Albert Marquet
Connaught Brown, 2 Albemarle Street, W1, until 26 June
Amid the usual hype about the record price achieved by an Andy Warhol self-portrait at Sotheby’s New York on 12 May, another artist’s record passed unnoticed. At the Impressionist & Modern Art sale the week before, Albert Marquet’s ‘Le Pavillon Bleu’ fetched $1.5 million.
‘Albert who?’ some of you may be asking — but when Marquet painted this picture in 1905 he was a founder member of the first revolutionary art movement of the 20th century, one of the gang of young painters in pure colours surrounding Matisse who would be branded ‘Fauves’ at that year’s Salon d’Automne. Without Fauvism, there would be no Warhol screenprints and the Pope of Pop might have remained a footnote in art history as a shoe illustrator.
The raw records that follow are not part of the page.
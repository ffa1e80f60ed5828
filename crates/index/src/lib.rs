//! Tessera Index - range indexes over region values.
//!
//! A `RangeIndex` maps an indexed key (derived from each entry value by a
//! `KeyExtractor`) to the entries carrying it. It answers equality, range and
//! IN lookups in key order and hands out read-locked views to queries.
//!
//! # Example
//!
//! ```rust
//! use tessera_core::{IndexHandle, IndexLookup, ObjectValue, RegionEntry, Value};
//! use tessera_index::{KeyExtractor, RangeIndex};
//!
//! let index = RangeIndex::new("idIdx", "portfolios", "ID", KeyExtractor::path("ID"));
//! for id in 0..10 {
//!     let value = Value::object(ObjectValue::new("Portfolio").with("ID", id));
//!     index.insert(&RegionEntry::shared(Value::Int(id), value, 1));
//! }
//!
//! let view = index.acquire_read_lock_for_query();
//! let hits = view.lookup(&IndexLookup::greater(Value::Int(6), false), false, None).unwrap();
//! assert_eq!(hits.len(), 3);
//! ```

mod extractor;
mod range;
mod stats;

pub use extractor::KeyExtractor;
pub use range::{RangeIndex, RangeIndexView};
pub use stats::IndexStats;
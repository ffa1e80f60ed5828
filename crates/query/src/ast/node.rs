//! Compiled value node definitions.

use tessera_core::Value;

/// Index of a node in a `CompiledQuery` arena.
#[derive(Clone, Copy, Debug, PartialEq, Eq, Hash, PartialOrd, Ord)]
pub struct NodeId(pub(crate) u32);

impl NodeId {
    /// Returns the arena index.
    pub fn index(self) -> usize {
        self.0 as usize
    }
}

/// Comparison operators.
#[derive(Clone, Copy, Debug, PartialEq, Eq, Hash)]
pub enum ComparisonOp {
    Eq,
    Ne,
    Lt,
    Le,
    Gt,
    Ge,
}

impl ComparisonOp {
    /// Returns the canonical operator text.
    pub fn symbol(self) -> &'static str {
        match self {
            ComparisonOp::Eq => "=",
            ComparisonOp::Ne => "<>",
            ComparisonOp::Lt => "<",
            ComparisonOp::Le => "<=",
            ComparisonOp::Gt => ">",
            ComparisonOp::Ge => ">=",
        }
    }

    /// Returns the operator with its operands swapped (`a < b` == `b > a`).
    pub fn flip(self) -> Self {
        match self {
            ComparisonOp::Lt => ComparisonOp::Gt,
            ComparisonOp::Le => ComparisonOp::Ge,
            ComparisonOp::Gt => ComparisonOp::Lt,
            ComparisonOp::Ge => ComparisonOp::Le,
            op => op,
        }
    }

    /// Returns true for `<`, `<=`, `>`, `>=`.
    pub fn is_ordering(self) -> bool {
        !matches!(self, ComparisonOp::Eq | ComparisonOp::Ne)
    }
}

/// Logical junction operators.
#[derive(Clone, Copy, Debug, PartialEq, Eq, Hash)]
pub enum JunctionOp {
    And,
    Or,
}

impl JunctionOp {
    pub fn keyword(self) -> &'static str {
        match self {
            JunctionOp::And => "AND",
            JunctionOp::Or => "OR",
        }
    }
}

/// Built-in functions.
#[derive(Clone, Copy, Debug, PartialEq, Eq, Hash)]
pub enum Function {
    IsDefined,
    IsUndefined,
    Element,
}

impl Function {
    pub fn name(self) -> &'static str {
        match self {
            Function::IsDefined => "IS_DEFINED",
            Function::IsUndefined => "IS_UNDEFINED",
            Function::Element => "ELEMENT",
        }
    }
}

/// Collection constructor kinds.
#[derive(Clone, Copy, Debug, PartialEq, Eq, Hash)]
pub enum CollectionKind {
    Set,
    List,
}

/// One node of a compiled query.
#[derive(Clone, Debug)]
pub enum CompiledValue {
    /// A constant.
    Literal(Value),
    /// A positional bind argument (`$1` is 1).
    BindArgument(usize),
    /// A bare name: iterator, region or implicit attribute.
    Identifier(String),
    /// Attribute navigation (`receiver.attribute`).
    Path { receiver: NodeId, attribute: String },
    /// Method call. Without a receiver the method is invoked on the implicit
    /// iterator that defines it.
    MethodInvocation {
        receiver: Option<NodeId>,
        name: String,
        args: Vec<NodeId>,
    },
    /// A region path (`/portfolios`).
    RegionPath(String),
    /// A FROM-clause entry.
    IteratorDef {
        name: Option<String>,
        collection: NodeId,
    },
    /// A binary comparison.
    Comparison {
        op: ComparisonOp,
        left: NodeId,
        right: NodeId,
    },
    /// AND / OR over two or more operands.
    Junction { op: JunctionOp, operands: Vec<NodeId> },
    /// Logical negation.
    Not(NodeId),
    /// Membership (`element IN collection`).
    In { element: NodeId, collection: NodeId },
    /// Pattern match (`operand LIKE pattern`).
    Like {
        operand: NodeId,
        pattern: NodeId,
        negated: bool,
    },
    /// A built-in function call.
    Function { function: Function, args: Vec<NodeId> },
    /// Positional access (`receiver[index]`).
    Index { receiver: NodeId, index: NodeId },
    /// `SET(..)` / `LIST(..)`.
    Construct {
        kind: CollectionKind,
        elements: Vec<NodeId>,
    },
    /// A SELECT, top level or nested.
    Select(Box<SelectNode>),
    /// One ORDER BY key.
    SortCriterion { expr: NodeId, descending: bool },
}

/// A projected output column.
#[derive(Clone, Debug)]
pub struct ProjectionField {
    pub name: String,
    pub expr: NodeId,
}

/// The SELECT list.
#[derive(Clone, Debug)]
pub enum Projection {
    /// `*`: the iterator values themselves.
    All,
    /// Explicit columns.
    Columns(Vec<ProjectionField>),
    /// `COUNT(*)`.
    Count,
}

/// How an ORDER BY key relates to the projected row.
#[derive(Clone, Copy, Debug, PartialEq, Eq)]
pub enum SortMapping {
    /// Identical to projected column `n`.
    Column(usize),
    /// Computable from projected iterator values.
    Derived,
    /// Refers to data the projection drops.
    Unmapped,
}

/// An analysed ORDER BY key.
#[derive(Clone, Debug)]
pub struct SortKey {
    pub expr: NodeId,
    pub descending: bool,
    pub mapping: SortMapping,
}

/// Compile-time analysis attached to a SELECT by the transformer passes.
#[derive(Clone, Debug, Default)]
pub struct SelectPlan {
    /// ORDER BY keys with their projection mapping.
    pub sort_keys: Vec<SortKey>,
    /// True if some ORDER BY key is unmapped.
    pub has_unmapped_order_by: bool,
    /// True if GROUP BY was rewritten into DISTINCT ORDER BY.
    pub group_by_rewritten: bool,
    /// True if the SELECT shape allows a LIMIT to be handed to an index.
    pub limit_pushdown_eligible: bool,
}

/// A SELECT node.
#[derive(Clone, Debug)]
pub struct SelectNode {
    pub distinct: bool,
    pub projection: Projection,
    /// `IteratorDef` nodes in declaration order.
    pub iterators: Vec<NodeId>,
    pub where_clause: Option<NodeId>,
    pub group_by: Vec<NodeId>,
    /// `SortCriterion` nodes.
    pub order_by: Vec<NodeId>,
    /// A literal or bind argument.
    pub limit: Option<NodeId>,
    pub plan: SelectPlan,
}

impl SelectNode {
    /// Returns true if the SELECT projects more than one column.
    pub fn is_struct(&self) -> bool {
        match &self.projection {
            Projection::All => self.iterators.len() > 1,
            Projection::Columns(fields) => fields.len() > 1,
            Projection::Count => false,
        }
    }

    /// Returns true if the rows carry an ORDER BY.
    pub fn is_ordered(&self) -> bool {
        !self.order_by.is_empty()
    }

    pub fn is_count(&self) -> bool {
        matches!(self.projection, Projection::Count)
    }
}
It was at the Ecole des Arts Décoratifs in 1890 that the diminutive student from Bordeaux with the pebble lenses, the gimpy leg and the mordant wit met the older, more sophisticated Matisse, who became his lifelong friend and comrade-in-arms against the Institut. They progressed together to the Beaux-Arts, where they were taught by Gustave Moreau, and copied paintings side by side in the Louvre. But Marquet’s preferred school of art was the street. His schoolboy habit of bunking off to the Bordeaux docks to draw stayed with him; under his leadership, parties of truants from the life room took to the streets in pursuit of ‘anything that moves’. If a subject moved too far, Marquet gave chase with his sketchpad; some people laughed at him, others hurled abuse.
The two marvellous drawings in Connaught Brown’s new Albert Marquet exhibition — the first since Wildenstein’s 25 years ago — prove the abuse was worth it.